Step 2.1: Run various KV cache compression algorithms with fixed batch size
bash 0_quant_normal_logs/batch_eval_quant_normal_fixbsz.sh
bash 0_quant_long_logs/batch_eval_quant_long_fixbsz.sh
bash 0_sparse_normal_logs/batch_eval_sparse_normal_fixbsz.sh
bash 0_sparse_long_logs/batch_eval_sparse_long_fixbsz.sh
Step 2.2: Run various KV cache compression algorithms with fixed sequence length
bash 0_quant_normal_logs/batch_eval_quant_normal_fixlen.sh
bash 0_quant_long_logs/batch_eval_quant_long_fixbsz.sh
bash 0_sparse_normal_logs/batch_eval_sparse_normal_fixlen.sh
bash 0_sparse_long_logs/batch_eval_sparse_long_fixbsz.sh
Step 2.3: Plotting Figures
# Figure 1 (e) & (i)
python 0_plot/plot_normal_fixbsz.py
# Figure 1 (f) & (j)
python 0_plot/plot_normal_fixseqlen.py
# Figure 1 (g) & (k)
python 0_plot/plot_long_fixbsz.py
# Figure 1 (h) & (i)
python 0_plot/plot_long_fixseqlen.py
Other experiments
We prepare length analysis and negative analysis as well as our tools for your reference.

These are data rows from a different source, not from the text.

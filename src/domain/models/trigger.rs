//! Trigger domain model — declarative `{event_pattern -> action}` rules.
//!
//! Actions are a tagged union (spec §9 "Tagged unions for trigger actions"):
//! unknown tags must fail decode with `InvalidTrigger` rather than being
//! silently ignored, so trigger persistence stores the action as raw JSON
//! and defers the tag decode to `TriggerAction::from_stored`.

use std::collections::HashMap;

use chrono::{DateTime, Utc};
use serde::{Deserialize, Serialize};
use serde_json::Value;
use uuid::Uuid;

use crate::domain::errors::DomainError;
use super::StepType;

#[derive(Debug, Clone, Default, Serialize, Deserialize)]
pub struct EventPattern {
    pub event_type: String,
    #[serde(default)]
    pub conditions: HashMap<String, Value>,
}

impl EventPattern {
    #[must_use]
    pub fn matches(&self, event_type: &str, payload: &Value) -> bool {
        if event_type != self.event_type {
            return false;
        }
        self.conditions.iter().all(|(key, expected)| {
            payload.get(key).is_some_and(|actual| actual == expected)
        })
    }
}

#[derive(Debug, Clone, Serialize, Deserialize)]
#[serde(tag = "type", rename_all = "snake_case")]
pub enum TriggerAction {
    CreateStep {
        #[serde(default)]
        title: Option<String>,
        #[serde(default)]
        description: Option<String>,
        #[serde(default)]
        step_type: Option<String>,
        #[serde(default)]
        order_index: Option<i32>,
    },
    EvaluateMissionCompletion,
}

impl TriggerAction {
    /// Decode a stored `{type, ...}` JSON value, producing `InvalidTrigger`
    /// for unrecognized tags instead of silently dropping the trigger.
    pub fn from_stored(raw: &Value) -> Result<Self, DomainError> {
        let tag = raw
            .get("type")
            .and_then(Value::as_str)
            .ok_or_else(|| DomainError::InvalidTrigger("missing 'type' field".to_string()))?;
        match tag {
            "create_step" | "evaluate_mission_completion" => {
                serde_json::from_value(raw.clone())
                    .map_err(|e| DomainError::InvalidTrigger(e.to_string()))
            }
            other => Err(DomainError::InvalidTrigger(other.to_string())),
        }
    }

    #[must_use]
    pub fn step_type_or_default(&self) -> StepType {
        match self {
            Self::CreateStep { step_type, .. } => step_type
                .as_deref()
                .and_then(StepType::from_str)
                .unwrap_or_default(),
            Self::EvaluateMissionCompletion => StepType::default(),
        }
    }
}

#[derive(Debug, Clone, Serialize, Deserialize)]
pub struct Trigger {
    pub id: Uuid,
    pub project_id: Uuid,
    /// Unique per project.
    pub name: String,
    pub event_pattern: EventPattern,
    pub action: TriggerAction,
    pub enabled: bool,
    pub last_fired_at: Option<DateTime<Utc>>,
    pub created_at: DateTime<Utc>,
}

impl Trigger {
    #[must_use]
    pub fn new(
        project_id: Uuid,
        name: impl Into<String>,
        event_pattern: EventPattern,
        action: TriggerAction,
    ) -> Self {
        Self {
            id: Uuid::now_v7(),
            project_id,
            name: name.into(),
            event_pattern,
            action,
            enabled: true,
            last_fired_at: None,
            created_at: Utc::now(),
        }
    }
}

This part demands significant GPU resources, thus we directly provide cached results in our prepared environment.
Length Analysis
cd benchmark_len/
python -u plot_kde_shift_dist.py # Figure 3
Negative Sample Analysis
cd benchmark_neg/
python -u 0_ratio_vs_no_negative.py # Figure 5
A Suite of Tools
We provide throughput predictor, length predictor, and negative sample evaluator in 1_thr_predictor, 2_length_predictor, and 3_neg_samples respectively.